TASK OBJECTIVE: Each record below should be written out again exactly as given.

[Start of section]

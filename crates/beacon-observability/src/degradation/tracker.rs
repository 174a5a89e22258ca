//! Per-instance record of every step that fell back to a degraded mode.

use beacon_core::models::DegradationEvent;

use crate::tracing_setup::events;

/// Degradations of one tracker instance, in the order they happened.
#[derive(Debug, Clone)]
pub struct DegradationTracker {
    site_id: String,
    events: Vec<DegradationEvent>,
}

impl DegradationTracker {
    pub fn new(site_id: impl Into<String>) -> Self {
        Self {
            site_id: site_id.into(),
            events: Vec::new(),
        }
    }

    /// Log and keep a degradation.
    pub fn record(&mut self, event: DegradationEvent) {
        events::degradation_triggered(
            &self.site_id,
            &event.component,
            &event.failure,
            &event.fallback_used,
        );
        self.events.push(event);
    }

    pub fn events(&self) -> &[DegradationEvent] {
        &self.events
    }
}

[End of section]

SOLUTION FOR THIS TASK:
filename crates/beacon-observability/src/degradation/tracker.rs
repository 174a5a89e22258ca
//! Per-instance record of every step that fell back to a degraded mode.

use beacon_core::models::DegradationEvent;

use crate::tracing_setup::events;

/// Degradations of one tracker instance, in the order they happened.
#[derive(Debug, Clone)]
pub struct DegradationTracker {
    site_id: String,
    events: Vec<DegradationEvent>,
}

impl DegradationTracker {
    pub fn new(site_id: impl Into<String>) -> Self {
        Self {
            site_id: site_id.into(),
            events: Vec::new(),
        }
    }

    /// Log and keep a degradation.
    pub fn record(&mut self, event: DegradationEvent) {
        events::degradation_triggered(
            &self.site_id,
            &event.component,
            &event.failure,
            &event.fallback_used,
        );
        self.events.push(event);
    }

    pub fn events(&self) -> &[DegradationEvent] {
        &self.events
    }
}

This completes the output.